Negli stessi anni, precisamente nel 1972, un artista americano, Chris
Burden, si esibiva in una performance chiamata Deadman: il suo corpo,
coperto da un semplice velo di plastica, era steso nel parcheggio di una
superstrada californiana, come un semplice rifiuto; se un’automobile lo
avesse investito avrebbe potuto morire.
Nell’agosto del 2015 un naufrago bengalese veniva recuperato da un
peschereccio di Lampedusa. Tratto in salvo dichiara ai suoi
soccorritori: «Molte barche sono passate davanti a me ma voi avete
guardato oltre la Maya del mare».
IN ORIENTE
Cos’è dunque questa Maya dalla quale ci si deve guardare per non
«soffrire incoscienti e vagare senza meta»? O che acceca la vista di chi
vede solo il mare? E cosa rappresenta, analogamente, il sottile strato
di materia plastica che separa dalla vista dell’automobilista che sta
parcheggiando il corpo di Chris Burden?
Ebbene tutti i suoi molteplici significati sono simboleggiati, sia in
Oriente sia in Occidente, da una immagine, quella del velo, il velo
della Maya appunto, come lo definirà Arthur Schopenhauer nel suo Il
mondo come volontà e rappresentazione. Drappeggiato sull’invisibile
essenza di tutti i fenomeni della realtà, ha il potere di farli apparire
ed al tempo stesso di ricoprire la vera Natura delle cose, che però si
rende accessibile dopo lo svelamento, dopo che il velo della Maya è
finalmente caduto, o è divento abbastanza sottile da permetterci di
gettare oltre uno sguardo perspicuo.
Per il potere della Maya – al femminile in sanscrito, come tutto ciò che
afferisce alla sfera creazionale – agli occhi dell’umanità
inconsapevole il Mondo appare come una successione di eventi, di
oggetti: questo ci incatena al ciclo di una esistenza «penosamente
frammentaria» (samsara), come sostiene C.G. Jung nel Libro Rosso, perché
percepisce solo la persistenza dell’essere ma non il suo divenire,
velando così lo sguardo sulla reale Natura che giace dentro ed oltre di
essa. Scopo della vita, invece, è sollevare questo velo per cogliere
l’essenza che la genera. Sollevare il velo della Maya significa
percepire finalmente la matrice che tutto crea e tutto connette
incessantemente, e questa visione genera la liberazione (moksa). Esserne
consapevoli è l’unica strada per conquistare il senso della vita,
essere un «risvegliato in vita», un jivanmukta in sanscrito, colui che
esperisce la connessione col Principio Creatore e non solo con le sue
illusorie e fallaci apparenze. Ma, e qui sta il suo arcano, quando si
percepisce ciò che giace nel fenomeno, ciò che è inessivo ad esso, al
contempo lo si ricrea, si ricrea l’incanto alla sorgente del Mondo.
LA FONTE INIZIATICA
La natura di questa forza illusoria è ben illustrata dalla storia
tradizionale indiana di un asceta semidivino, Narada, che una volta
chiese direttamente all’Essere Supremo (Visnù) che gli mostrasse il
potere della sua Maya. Nārada, nella mitologia indù, è uno dei modelli
preferiti del saggio «sul sentiero della devozione» (bhakti-mārga).

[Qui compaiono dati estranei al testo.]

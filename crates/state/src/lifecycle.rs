//! The record/fragment lifecycle graph.
//!
//! ```text
//! root
//! ├── empty
//! ├── loaded
//! │   ├── saved
//! │   ├── updated
//! │   │   ├── uncommitted
//! │   │   └── inFlight
//! │   └── created
//! │       ├── uncommitted
//! │       └── inFlight
//! └── deleted
//!     ├── uncommitted
//!     ├── inFlight
//!     └── saved        (terminal)
//! ```

use crate::error::StateError;
use crate::event::Event;
use crate::machine::{StateMachine, Stateful, UnhandledPolicy};

pub const ROOT: &str = "root";
pub const EMPTY: &str = "root.empty";
pub const LOADED: &str = "root.loaded";
pub const SAVED: &str = "root.loaded.saved";
pub const UPDATED: &str = "root.loaded.updated";
pub const UPDATED_UNCOMMITTED: &str = "root.loaded.updated.uncommitted";
pub const UPDATED_IN_FLIGHT: &str = "root.loaded.updated.inFlight";
pub const CREATED: &str = "root.loaded.created";
pub const CREATED_UNCOMMITTED: &str = "root.loaded.created.uncommitted";
pub const CREATED_IN_FLIGHT: &str = "root.loaded.created.inFlight";
pub const DELETED: &str = "root.deleted";
pub const DELETED_UNCOMMITTED: &str = "root.deleted.uncommitted";
pub const DELETED_IN_FLIGHT: &str = "root.deleted.inFlight";
pub const DELETED_SAVED: &str = "root.deleted.saved";

/// Capabilities the lifecycle hooks need from an entity.
pub trait LifecycleContext: Stateful {
    /// Move the local overlay into the in-flight map.
    fn capture_in_flight(&mut self);
    /// Fold the in-flight map back under the local overlay.
    fn restore_in_flight(&mut self);
    /// Drop the local overlay.
    fn discard_overlay(&mut self);
    /// Drop the overlay and the in-flight map.
    fn discard_all(&mut self);
}

fn capture<C: LifecycleContext>(ctx: &mut C) {
    ctx.capture_in_flight();
}

fn restore<C: LifecycleContext>(ctx: &mut C) {
    ctx.restore_in_flight();
}

fn discard<C: LifecycleContext>(ctx: &mut C) {
    ctx.discard_overlay();
}

fn discard_all<C: LifecycleContext>(ctx: &mut C) {
    ctx.discard_all();
}

/// Build the lifecycle graph shared by records and fragments.
///
/// Call once at store construction; the result holds no entity state.
pub fn build_lifecycle<C: LifecycleContext>(
    default_policy: UnhandledPolicy,
) -> Result<StateMachine<C>, StateError> {
    StateMachine::builder()
        .default_policy(default_policy)
        .node(ROOT, |n| n)
        .node(EMPTY, |n| {
            n.empty(true)
                .on(Event::PushedData, SAVED)
                .on(Event::LoadedData, CREATED_UNCOMMITTED)
                .on(Event::DeleteRecord, DELETED_UNCOMMITTED)
        })
        .node(LOADED, |n| {
            n.loaded(true)
                .on(Event::PushedData, SAVED)
                .on(Event::DeleteRecord, DELETED_UNCOMMITTED)
        })
        .node(SAVED, |n| {
            n.on(Event::DidSetProperty, UPDATED_UNCOMMITTED)
                .on(Event::BecameDirty, UPDATED_UNCOMMITTED)
                .on(Event::WillCommit, UPDATED_IN_FLIGHT)
        })
        .node(UPDATED, |n| n.dirty(true))
        .node(UPDATED_UNCOMMITTED, |n| {
            n.on(Event::DidSetProperty, UPDATED_UNCOMMITTED)
                .on(Event::BecameDirty, UPDATED_UNCOMMITTED)
                .on(Event::PropertyWasReset, SAVED)
                .on(Event::WillCommit, UPDATED_IN_FLIGHT)
                .on_with(Event::RolledBack, SAVED, discard::<C>)
        })
        .node(UPDATED_IN_FLIGHT, |n| {
            n.saving(true)
                .enter(capture::<C>)
                .on(Event::DidSetProperty, UPDATED_IN_FLIGHT)
                .on(Event::BecameDirty, UPDATED_IN_FLIGHT)
                .on(Event::DidCommit, SAVED)
                .on_with(Event::BecameError, UPDATED_UNCOMMITTED, restore::<C>)
        })
        .node(CREATED, |n| n.dirty(true).new_record(true))
        .node(CREATED_UNCOMMITTED, |n| {
            n.on(Event::DidSetProperty, CREATED_UNCOMMITTED)
                .on(Event::BecameDirty, CREATED_UNCOMMITTED)
                .on(Event::WillCommit, CREATED_IN_FLIGHT)
                .on_with(Event::RolledBack, DELETED_SAVED, discard_all::<C>)
                .on_with(Event::DeleteRecord, DELETED_SAVED, discard_all::<C>)
        })
        .node(CREATED_IN_FLIGHT, |n| {
            n.saving(true)
                .enter(capture::<C>)
                .on(Event::DidSetProperty, CREATED_IN_FLIGHT)
                .on(Event::BecameDirty, CREATED_IN_FLIGHT)
                .on(Event::DidCommit, SAVED)
                .on_with(Event::BecameError, CREATED_UNCOMMITTED, restore::<C>)
        })
        .node(DELETED, |n| n.deleted(true).dirty(true))
        .node(DELETED_UNCOMMITTED, |n| {
            n.on(Event::WillCommit, DELETED_IN_FLIGHT)
                .on_with(Event::RolledBack, SAVED, discard::<C>)
        })
        .node(DELETED_IN_FLIGHT, |n| {
            n.saving(true)
                .enter(capture::<C>)
                .on(Event::DidCommit, DELETED_SAVED)
                .on_with(Event::BecameError, DELETED_UNCOMMITTED, restore::<C>)
        })
        .node(DELETED_SAVED, |n| {
            n.dirty(false)
                .setup(discard_all::<C>)
                .unhandled(UnhandledPolicy::Reject)
        })
        .build()
}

Quando Narada ebbe espresso umilmente la sua profonda aspirazione, il
dio lo istruì, non verbalmente, bensì sottoponendolo ad una atroce
avventura. Quindi gli disse: «tuffati nell’acqua e sperimenta il segreto
della mia Maya». Narada si immerse nel laghetto e ne riemerse
trasformato in Susila, La Virtuosa, la figlia del re di Benares; e poco
dopo, quando fu nel fiore degli anni suo padre la diede in sposa al
figlio del re del Vidarbha, suo vicino. Tuttavia col passare del tempo,
fra lo sposo ed il padre di Susila scoppiò una guerra furibonda. In una
sola tremenda battaglia molti dei suoi figli e nipoti furono uccisi.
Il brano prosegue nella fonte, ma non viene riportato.